For another example, at a recent preview event for the console, the ROG Ally unit I was testing got stuck in a Windows restart loop when it tried to update software, taking around 15 minutes to properly start up.
Recent reports from other Australian journalists reviewing the ROG Ally indicate my experiences were relatively fortunate. One journalist reported losing access to Windows graphics drivers, which led to the console being unable to play games. Another told me their device briefly lost all control functionality, with buttons being rendered useless. While these experiences don’t match my own, they’re worth considering – as it appears the Asus ROG Ally is still contending with a number of software-based bugs that impact consoles at random.
There is hope these issues will be addressed prior to the console’s public launch, but just weeks ahead of its 13 June 2023 release date, bugs are still very much present.
Quirks with Windows 11 aside, the Asus ROG Ally is an impressive, well-designed device with endless potential. Its lack of stability may inspire caution for some – but should software issues be sorted by launch, there’s plenty of novelty and enjoyment to be squeezed from this fantastic handheld.
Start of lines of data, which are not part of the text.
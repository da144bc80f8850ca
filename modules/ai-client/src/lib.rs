pub mod claude;
pub mod error;
pub mod gemini;
pub mod traits;
pub mod util;

pub use claude::Claude;
pub use error::{AiError, Result};
pub use gemini::Gemini;
pub use traits::Completion;
pub use util::strip_code_blocks;
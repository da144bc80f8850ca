use thiserror::Error;

pub type Result<T> = std::result::Result<T, AiError>;

#[derive(Debug, Error)]
pub enum AiError {
    #[error("Configuration error: {0}")]
    Config(String),

    #[error("Network error: {0}")]
    Network(String),

    #[error("API error (status {status}): {message}")]
    Api { status: u16, message: String },

    #[error("Parse error: {0}")]
    Parse(String),

    #[error("Empty response from {0}")]
    EmptyResponse(&'static str),
}

/// The request URL is stripped; it may carry credentials.
impl From<reqwest::Error> for AiError {
    fn from(e: reqwest::Error) -> Self {
        AiError::Network(e.without_url().to_string())
    }
}

impl From<serde_json::Error> for AiError {
    fn from(e: serde_json::Error) -> Self {
        AiError::Parse(e.to_string())
    }
}
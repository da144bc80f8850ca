// Test mocks for the update pipeline.
//
// One mock per collaborator boundary:
// - MockSearch (SearchTransport): query → results page HTML
// - MockLinkChecker (LinkChecker): (url, method) → status code
// - MockCompletion (ai_client::Completion): link in prompt → reply text
// - MemoryCatalogStore (CatalogStore): in-memory catalog, optional save failure
//
// Plus builders for Candidate, Event, ExtractedEvent and canned replies.

use std::collections::{HashMap, HashSet};
use std::sync::Mutex;

use ai_client::{AiError, Completion};
use anyhow::{bail, Result};
use async_trait::async_trait;

use eventscout_common::{Candidate, Category, Event, ExtractedEvent};

use crate::catalog::CatalogStore;
use crate::discovery::SearchTransport;
use crate::link_validator::{LinkChecker, ProbeMethod};

// ---------------------------------------------------------------------------
// MockSearch
// ---------------------------------------------------------------------------

/// Returns `Err` for unregistered or failed queries.
pub struct MockSearch {
    pages: HashMap<String, String>,
    failing: HashSet<String>,
    calls: Mutex<Vec<String>>,
}

impl MockSearch {
    pub fn new() -> Self {
        Self {
            pages: HashMap::new(),
            failing: HashSet::new(),
            calls: Mutex::new(Vec::new()),
        }
    }

    pub fn on_query(mut self, query: &str, page: &str) -> Self {
        self.pages.insert(query.to_string(), page.to_string());
        self
    }

    pub fn fail_query(mut self, query: &str) -> Self {
        self.failing.insert(query.to_string());
        self
    }

    pub fn queries(&self) -> Vec<String> {
        self.calls.lock().unwrap().clone()
    }
}

impl Default for MockSearch {
    fn default() -> Self {
        Self::new()
    }
}

#[async_trait]
impl SearchTransport for MockSearch {
    async fn fetch_results(&self, query: &str) -> Result<String> {
        self.calls.lock().unwrap().push(query.to_string());
        if self.failing.contains(query) {
            bail!("MockSearch: simulated failure for {query}");
        }
        match self.pages.get(query) {
            Some(page) => Ok(page.clone()),
            None => bail!("MockSearch: no page registered for {query}"),
        }
    }
}

/// A results page with one `div.g` block per `(title, link)`.
pub fn results_page(hits: &[(&str, &str)]) -> String {
    let blocks: Vec<String> = hits
        .iter()
        .map(|(title, link)| {
            format!(
                r#"<div class="g"><a href="{link}"><h3>{title}</h3></a><div class="VwiC3b">{title} in Singapore</div></div>"#
            )
        })
        .collect();
    format!("<html><body>{}</body></html>", blocks.join("\n"))
}

// ---------------------------------------------------------------------------
// MockLinkChecker
// ---------------------------------------------------------------------------

/// Unregistered (url, method) pairs fail like an unreachable host.
pub struct MockLinkChecker {
    statuses: HashMap<(String, ProbeMethod), u16>,
    live: HashSet<String>,
    probes: Mutex<Vec<(String, ProbeMethod)>>,
}

impl MockLinkChecker {
    pub fn new() -> Self {
        Self {
            statuses: HashMap::new(),
            live: HashSet::new(),
            probes: Mutex::new(Vec::new()),
        }
    }

    pub fn on_head(mut self, url: &str, status: u16) -> Self {
        self.statuses.insert((url.to_string(), ProbeMethod::Head), status);
        self
    }

    pub fn on_get(mut self, url: &str, status: u16) -> Self {
        self.statuses.insert((url.to_string(), ProbeMethod::Get), status);
        self
    }

    /// Every probe of `url` answers 200.
    pub fn live(mut self, url: &str) -> Self {
        self.live.insert(url.to_string());
        self
    }

    pub fn probes(&self) -> Vec<(String, ProbeMethod)> {
        self.probes.lock().unwrap().clone()
    }

    pub fn probed_urls(&self) -> HashSet<String> {
        self.probes().into_iter().map(|(url, _)| url).collect()
    }
}

impl Default for MockLinkChecker {
    fn default() -> Self {
        Self::new()
    }
}

#[async_trait]
impl LinkChecker for MockLinkChecker {
    async fn probe(&self, url: &str, method: ProbeMethod) -> Result<u16> {
        self.probes.lock().unwrap().push((url.to_string(), method));
        if self.live.contains(url) {
            return Ok(200);
        }
        match self.statuses.get(&(url.to_string(), method)) {
            Some(status) => Ok(*status),
            None => bail!("MockLinkChecker: connection refused for {url}"),
        }
    }
}

// ---------------------------------------------------------------------------
// MockCompletion
// ---------------------------------------------------------------------------

/// Replies keyed by the candidate link found in the user prompt. No match is
/// an API error.
pub struct MockCompletion {
    replies: Vec<(String, String)>,
    failing: HashSet<String>,
    user_prompts: Mutex<Vec<String>>,
}

impl MockCompletion {
    pub fn new() -> Self {
        Self {
            replies: Vec::new(),
            failing: HashSet::new(),
            user_prompts: Mutex::new(Vec::new()),
        }
    }

    pub fn on_link(mut self, link: &str, reply: &str) -> Self {
        self.replies.push((link.to_string(), reply.to_string()));
        self
    }

    pub fn fail_link(mut self, link: &str) -> Self {
        self.failing.insert(link.to_string());
        self
    }

    pub fn calls(&self) -> usize {
        self.user_prompts.lock().unwrap().len()
    }

    pub fn user_prompts(&self) -> Vec<String> {
        self.user_prompts.lock().unwrap().clone()
    }
}

impl Default for MockCompletion {
    fn default() -> Self {
        Self::new()
    }
}

#[async_trait]
impl Completion for MockCompletion {
    async fn complete(&self, _system: &str, user: &str) -> ai_client::Result<String> {
        self.user_prompts.lock().unwrap().push(user.to_string());

        let link_line = |link: &str| user.contains(&format!("Link: {link}\n"));
        if self.failing.iter().any(|l| link_line(l)) {
            return Err(AiError::Api {
                status: 503,
                message: "simulated outage".to_string(),
            });
        }
        self.replies
            .iter()
            .find(|(link, _)| link_line(link))
            .map(|(_, reply)| reply.clone())
            .ok_or_else(|| AiError::Network("MockCompletion: no reply registered".to_string()))
    }

    fn provider(&self) -> &'static str {
        "mock"
    }
}

/// A fenced, valid verification reply.
pub fn verified_reply(title: &str, venue: &str, date: &str) -> String {
    let payload = serde_json::json!({
        "is_valid": true,
        "event": {
            "title": title,
            "date": date,
            "category": "festivals",
            "price": 0,
            "venue": venue,
            "description": format!("{title} at {venue}."),
            "link": "echoed",
            "emoji": "🎉",
        },
        "reasoning": "clear date and venue",
    });
    format!("```json\n{payload:#}\n```")
}

pub fn rejected_reply(reason: &str) -> String {
    serde_json::json!({ "is_valid": false, "reasoning": reason }).to_string()
}

// ---------------------------------------------------------------------------
// MemoryCatalogStore
// ---------------------------------------------------------------------------

pub struct MemoryCatalogStore {
    events: Mutex<Vec<Event>>,
    fail_saves: bool,
    saves: Mutex<u32>,
}

impl MemoryCatalogStore {
    pub fn new(events: Vec<Event>) -> Self {
        Self {
            events: Mutex::new(events),
            fail_saves: false,
            saves: Mutex::new(0),
        }
    }

    pub fn failing_saves(mut self) -> Self {
        self.fail_saves = true;
        self
    }

    pub fn events(&self) -> Vec<Event> {
        self.events.lock().unwrap().clone()
    }

    pub fn save_count(&self) -> u32 {
        *self.saves.lock().unwrap()
    }
}

#[async_trait]
impl CatalogStore for MemoryCatalogStore {
    async fn load(&self) -> Vec<Event> {
        self.events()
    }

    async fn save(&self, events: &[Event]) -> Result<()> {
        *self.saves.lock().unwrap() += 1;
        if self.fail_saves {
            bail!("MemoryCatalogStore: disk full");
        }
        *self.events.lock().unwrap() = events.to_vec();
        Ok(())
    }
}

// ---------------------------------------------------------------------------
// Builders
// ---------------------------------------------------------------------------

pub fn candidate(title: &str, link: &str) -> Candidate {
    Candidate {
        title: title.to_string(),
        link: link.to_string(),
        snippet: format!("{title} snippet"),
        query: "test query".to_string(),
    }
}

pub fn extracted(title: &str, venue: &str, date: &str) -> ExtractedEvent {
    ExtractedEvent {
        title: title.to_string(),
        date: date.to_string(),
        category: Category::Festivals,
        price: 0.0,
        venue: venue.to_string(),
        description: format!("{title} at {venue}."),
        link: format!("https://www.esplanade.com/{}", title.to_lowercase().replace(' ', "-")),
        emoji: String::new(),
    }
}

pub fn event(id: u64, title: &str, venue: &str, date: &str) -> Event {
    extracted(title, venue, date).into_event(id)
}
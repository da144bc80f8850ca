use async_trait::async_trait;

use crate::error::Result;

// =============================================================================
// Completion Trait
// =============================================================================

/// A single-shot text completion: one system instruction, one user turn, one
/// text reply. Everything provider-specific stays behind this boundary.
#[async_trait]
pub trait Completion: Send + Sync {
    async fn complete(&self, system: &str, user: &str) -> Result<String>;

    /// Provider name, for logs.
    fn provider(&self) -> &'static str;
}
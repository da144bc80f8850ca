//! One end-to-end update cycle.
//!
//! load → staleness filter → for each query: discover → for each candidate:
//! link check → verify (then pause) → merge → save.
//!
//! Strictly sequential. Only the final save can fail the run; every other
//! failure costs the query or candidate it happened in and nothing more.

use std::sync::Arc;
use std::time::Duration;

use ai_client::Completion;
use anyhow::Result;
use chrono::Utc;
use tracing::{info, info_span, Instrument};
use uuid::Uuid;

use eventscout_common::{Event, ExtractedEvent, FileConfig, ScoutError};

use crate::catalog::CatalogStore;
use crate::discovery::{CandidateDiscovery, GoogleSearch};
use crate::link_validator::{HttpLinkChecker, LinkValidator};
use crate::reconcile::{merge, next_id, StalenessFilter};
use crate::stats::RunStats;
use crate::verifier::{EventVerifier, SemanticVerifier, VerificationPrompt};

/// Result of a completed run: the catalog as saved, plus counters.
#[derive(Debug, Clone)]
pub struct RunReport {
    pub catalog: Vec<Event>,
    pub stats: RunStats,
}

pub struct Scout {
    queries: Vec<String>,
    discovery: CandidateDiscovery,
    links: LinkValidator,
    verifier: Arc<dyn EventVerifier>,
    store: Arc<dyn CatalogStore>,
    staleness: StalenessFilter,
    verify_delay: Duration,
}

impl Scout {
    pub fn new(
        queries: Vec<String>,
        discovery: CandidateDiscovery,
        links: LinkValidator,
        verifier: Arc<dyn EventVerifier>,
        store: Arc<dyn CatalogStore>,
        staleness: StalenessFilter,
        verify_delay: Duration,
    ) -> Self {
        Self {
            queries,
            discovery,
            links,
            verifier,
            store,
            staleness,
            verify_delay,
        }
    }

    /// Wire the production collaborators: Google results pages, HTTP link
    /// checks, and the given completion provider.
    pub fn from_config(
        config: &FileConfig,
        ai: Arc<dyn Completion>,
        store: Arc<dyn CatalogStore>,
    ) -> Result<Self> {
        let search = Arc::new(GoogleSearch::new(&config.search)?);
        let checker = Arc::new(HttpLinkChecker::new(config.links.timeout())?);
        let prompt = VerificationPrompt::new(
            &config.identity.locality,
            &config.identity.future_cutoff,
        );

        Ok(Self::new(
            config.search.queries.clone(),
            CandidateDiscovery::from_config(search, &config.search),
            LinkValidator::new(checker),
            Arc::new(SemanticVerifier::new(ai, prompt)),
            store,
            StalenessFilter::from_config(&config.catalog),
            config.verification.delay(),
        ))
    }

    pub async fn run(&self) -> Result<RunReport, ScoutError> {
        let run_id = Uuid::new_v4();
        self.run_inner()
            .instrument(info_span!("event_update", %run_id))
            .await
    }

    async fn run_inner(&self) -> Result<RunReport, ScoutError> {
        let mut stats = RunStats::new(Utc::now());
        info!(queries = self.queries.len(), "Starting event update");

        let loaded = self.store.load().await;
        stats.events_loaded = loaded.len() as u32;
        let first_id = next_id(&loaded);

        let (existing, stale) = self.staleness.retain_relevant(loaded);
        stats.stale_removed = stale as u32;
        info!(kept = existing.len(), removed = stale, "Removed past events");

        let verified = self.collect_verified(&mut stats).await;

        // New events must pass the same date check as the catalog they join.
        let (verified, stale_new): (Vec<ExtractedEvent>, Vec<ExtractedEvent>) = verified
            .into_iter()
            .partition(|e| self.staleness.is_relevant_date(&e.date));
        if !stale_new.is_empty() {
            info!(count = stale_new.len(), "Dropped verified events with past dates");
            stats.stale_removed += stale_new.len() as u32;
        }

        let outcome = merge(existing, verified, first_id);
        stats.events_added = outcome.added as u32;
        stats.duplicates_dropped = outcome.duplicates_dropped as u32;
        stats.catalog_size = outcome.catalog.len() as u32;
        info!(
            added = outcome.added,
            duplicates = outcome.duplicates_dropped,
            total = outcome.catalog.len(),
            "Merged catalog"
        );

        self.store
            .save(&outcome.catalog)
            .await
            .map_err(|e| ScoutError::Persistence(format!("{e:#}")))?;

        Ok(RunReport {
            catalog: outcome.catalog,
            stats,
        })
    }

    /// Discover and verify across every query, in order.
    async fn collect_verified(&self, stats: &mut RunStats) -> Vec<ExtractedEvent> {
        let mut verified = Vec::new();

        for query in &self.queries {
            stats.queries_searched += 1;
            let candidates = self.discovery.discover(query).await;
            if candidates.is_empty() {
                stats.queries_empty += 1;
                continue;
            }
            stats.candidates_found += candidates.len() as u32;

            for candidate in candidates {
                info!(
                    title = candidate.title.as_str(),
                    link = candidate.link.as_str(),
                    "Processing candidate"
                );

                if !self.links.is_live(&candidate.link).await {
                    info!(link = candidate.link.as_str(), "Dead link, skipping");
                    stats.dead_links += 1;
                    continue;
                }

                stats.verification_attempts += 1;
                match self.verifier.verify(&candidate).await {
                    Some(event) => {
                        stats.events_verified += 1;
                        verified.push(event);
                    }
                    None => stats.events_rejected += 1,
                }

                if !self.verify_delay.is_zero() {
                    tokio::time::sleep(self.verify_delay).await;
                }
            }
        }

        info!(count = verified.len(), "Verified new events");
        verified
    }
}
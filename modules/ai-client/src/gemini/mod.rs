mod client;
pub(crate) mod types;

use std::time::Duration;

use async_trait::async_trait;

use crate::error::{AiError, Result};
use crate::traits::Completion;

use client::GeminiClient;
use types::GenerateRequest;

pub const DEFAULT_MODEL: &str = "gemini-2.0-flash";

// =============================================================================
// Gemini Agent
// =============================================================================

#[derive(Clone)]
pub struct Gemini {
    api_key: String,
    model: String,
    base_url: Option<String>,
    timeout: Duration,
}

impl Gemini {
    pub fn new(api_key: impl Into<String>, model: impl Into<String>) -> Self {
        Self {
            api_key: api_key.into(),
            model: model.into(),
            base_url: None,
            timeout: Duration::from_secs(30),
        }
    }

    pub fn with_base_url(mut self, url: impl Into<String>) -> Self {
        self.base_url = Some(url.into());
        self
    }

    pub fn with_timeout(mut self, timeout: Duration) -> Self {
        self.timeout = timeout;
        self
    }

    pub fn model(&self) -> &str {
        &self.model
    }

    fn client(&self) -> Result<GeminiClient> {
        let client = GeminiClient::new(&self.api_key, self.timeout)?;
        Ok(match self.base_url {
            Some(ref url) => client.with_base_url(url),
            None => client,
        })
    }

    pub async fn generate(&self, system: &str, user: &str) -> Result<String> {
        let request = GenerateRequest::new(system, user);
        let response = self.client()?.generate(&self.model, &request).await?;

        response.text().ok_or(AiError::EmptyResponse("Gemini"))
    }
}

#[async_trait]
impl Completion for Gemini {
    async fn complete(&self, system: &str, user: &str) -> Result<String> {
        self.generate(system, user).await
    }

    fn provider(&self) -> &'static str {
        "gemini"
    }
}

#[cfg(test)]
mod tests {
    use super::*;

    #[test]
    fn test_gemini_new() {
        let ai = Gemini::new("AIza-test", DEFAULT_MODEL);
        assert_eq!(ai.model(), DEFAULT_MODEL);
        assert_eq!(ai.api_key, "AIza-test");
        assert!(ai.base_url.is_none());
    }

    #[test]
    fn test_gemini_with_timeout() {
        let ai = Gemini::new("AIza-test", DEFAULT_MODEL).with_timeout(Duration::from_secs(5));
        assert_eq!(ai.timeout, Duration::from_secs(5));
    }

    #[tokio::test]
    async fn unreachable_endpoint_is_a_network_error() {
        let ai = Gemini::new("AIza-test", DEFAULT_MODEL)
            .with_base_url("http://127.0.0.1:9")
            .with_timeout(Duration::from_secs(2));
        let err = ai.complete("system", "user").await.unwrap_err();
        assert!(matches!(err, AiError::Network(_)), "got {err:?}");
    }

    #[tokio::test]
    async fn network_errors_never_carry_the_key() {
        let ai = Gemini::new("AIzaSECRETKEY123", DEFAULT_MODEL)
            .with_base_url("http://127.0.0.1:9")
            .with_timeout(Duration::from_secs(2));
        let err = ai.complete("system", "user").await.unwrap_err();
        assert!(!err.to_string().contains("AIzaSECRETKEY123"), "leaked: {err}");
        assert!(!format!("{err:?}").contains("AIzaSECRETKEY123"));
    }
}
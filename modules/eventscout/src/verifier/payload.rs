//! The verification service's reply: `{is_valid, event, reasoning}`, possibly
//! wrapped in a markdown fence.

use ai_client::strip_code_blocks;
use serde::Deserialize;

use eventscout_common::{Candidate, ExtractedEvent};

#[derive(Debug, Deserialize)]
struct VerificationPayload {
    is_valid: bool,
    #[serde(default)]
    event: Option<serde_json::Value>,
    #[serde(default)]
    reasoning: Option<String>,
}

#[derive(Debug, Clone, PartialEq)]
pub enum Verdict {
    Accepted(ExtractedEvent),
    Rejected { reason: String },
}

/// Interpret a raw reply for `candidate`.
///
/// Anything that does not parse, or claims validity without a usable event,
/// is a rejection. `reasoning` is only ever carried into the rejection reason.
pub fn parse_verdict(raw: &str, candidate: &Candidate) -> Verdict {
    let payload: VerificationPayload = match serde_json::from_str(strip_code_blocks(raw)) {
        Ok(p) => p,
        Err(e) => {
            return Verdict::Rejected {
                reason: format!("unparseable response: {e}"),
            }
        }
    };

    if !payload.is_valid {
        return Verdict::Rejected {
            reason: payload
                .reasoning
                .filter(|r| !r.trim().is_empty())
                .unwrap_or_else(|| "marked invalid".to_string()),
        };
    }

    let Some(value) = payload.event else {
        return Verdict::Rejected {
            reason: "valid verdict without an event".to_string(),
        };
    };

    let mut event: ExtractedEvent = match serde_json::from_value(value) {
        Ok(e) => e,
        Err(e) => {
            return Verdict::Rejected {
                reason: format!("malformed event: {e}"),
            }
        }
    };

    if let Some(missing) = missing_field(&event) {
        return Verdict::Rejected {
            reason: format!("event has no {missing}"),
        };
    }

    event.link = candidate.link.clone();
    Verdict::Accepted(event)
}

fn missing_field(event: &ExtractedEvent) -> Option<&'static str> {
    [
        ("title", &event.title),
        ("date", &event.date),
        ("venue", &event.venue),
    ]
    .into_iter()
    .find(|(_, value)| value.trim().is_empty())
    .map(|(name, _)| name)
}

#[cfg(test)]
mod tests {
    use super::*;
    use eventscout_common::Category;

    fn candidate() -> Candidate {
        Candidate {
            title: "Glow at the Gardens".into(),
            link: "https://www.gardensbythebay.com.sg/glow".into(),
            snippet: "Light installations every night".into(),
            query: "Singapore festivals upcoming".into(),
        }
    }

    const VALID: &str = r#"{
        "is_valid": true,
        "event": {
            "title": "Glow Festival",
            "date": "Daily",
            "category": "festivals",
            "price": 0,
            "venue": "Gardens",
            "description": "Nightly light installations across the gardens.",
            "link": "https://www.gardensbythebay.com.sg/glow",
            "emoji": "✨"
        },
        "reasoning": "Real recurring event with clear venue."
    }"#;

    #[test]
    fn accepts_fenced_valid_payload() {
        let raw = format!("```json\n{VALID}\n```");
        let Verdict::Accepted(event) = parse_verdict(&raw, &candidate()) else {
            panic!("expected acceptance");
        };
        assert_eq!(event.title, "Glow Festival");
        assert_eq!(event.category, Category::Festivals);
        assert_eq!(event.price, 0.0);
        assert_eq!(event.emoji, "✨");
    }

    #[test]
    fn link_is_always_the_candidates() {
        let raw = VALID.replace(
            r#""link": "https://www.gardensbythebay.com.sg/glow""#,
            r#""link": "https://tracker.example.com/redirect""#,
        );
        assert!(raw.contains("tracker.example.com"));
        let Verdict::Accepted(event) = parse_verdict(&raw, &candidate()) else {
            panic!("expected acceptance");
        };
        assert_eq!(event.link, candidate().link);
    }

    #[test]
    fn invalid_payload_is_rejected_with_reasoning() {
        let raw = r#"{"is_valid": false, "reasoning": "Event ended in 2023"}"#;
        assert_eq!(
            parse_verdict(raw, &candidate()),
            Verdict::Rejected {
                reason: "Event ended in 2023".into()
            }
        );
    }

    #[test]
    fn invalid_payload_with_garbage_event_is_still_a_rejection() {
        let raw = r#"{"is_valid": false, "event": {"title": 42}, "reasoning": "not in Singapore"}"#;
        assert!(matches!(parse_verdict(raw, &candidate()), Verdict::Rejected { .. }));
    }

    #[test]
    fn prose_is_rejected() {
        let verdict = parse_verdict("I'm sorry, I can't help with that.", &candidate());
        assert!(matches!(verdict, Verdict::Rejected { ref reason } if reason.starts_with("unparseable")));
    }

    #[test]
    fn valid_without_event_is_rejected() {
        let verdict = parse_verdict(r#"{"is_valid": true}"#, &candidate());
        assert!(matches!(verdict, Verdict::Rejected { .. }));
    }

    #[test]
    fn unknown_category_is_rejected() {
        let raw = VALID.replace("\"festivals\"", "\"sports\"");
        assert!(matches!(parse_verdict(&raw, &candidate()), Verdict::Rejected { .. }));
    }

    #[test]
    fn blank_venue_is_rejected() {
        let raw = VALID.replace("\"Gardens\"", "\"  \"");
        assert_eq!(
            parse_verdict(&raw, &candidate()),
            Verdict::Rejected {
                reason: "event has no venue".into()
            }
        );
    }

    #[test]
    fn blank_price_is_rejected() {
        let raw = VALID.replace("\"price\": 0", "\"price\": \"\"");
        assert!(raw.contains("\"price\": \"\""));
        let verdict = parse_verdict(&raw, &candidate());
        assert!(matches!(verdict, Verdict::Rejected { ref reason } if reason.starts_with("malformed event")));
    }
}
As someone who sits at a desk every day, the capacity to get up, grab the ROG Ally, and sit or walk anywhere with a hearty catalog of PC games on board, is an absolute joy. I spent the majority of my time with the console sitting in a living room, sharing time with family – getting to enjoy my favourite games without cloistering myself in my room. While gaming solo is not a particularly social activity, the console’s portability had the added benefit of letting me spend at least a little more time with loved ones.
Even frequently having to get up and charge the device didn’t diminish my enjoyment of it. While frustrations with the software may cause some concern, in my experience, the Asus ROG Ally is a solid and very convenient handheld gaming PC great for casual or unfussy PC gamers.
The Asus ROG Ally launches for AU $1,299 on 13 June 2023.
An Asus ROG Ally was provided on a temporary loan for the purposes of this review.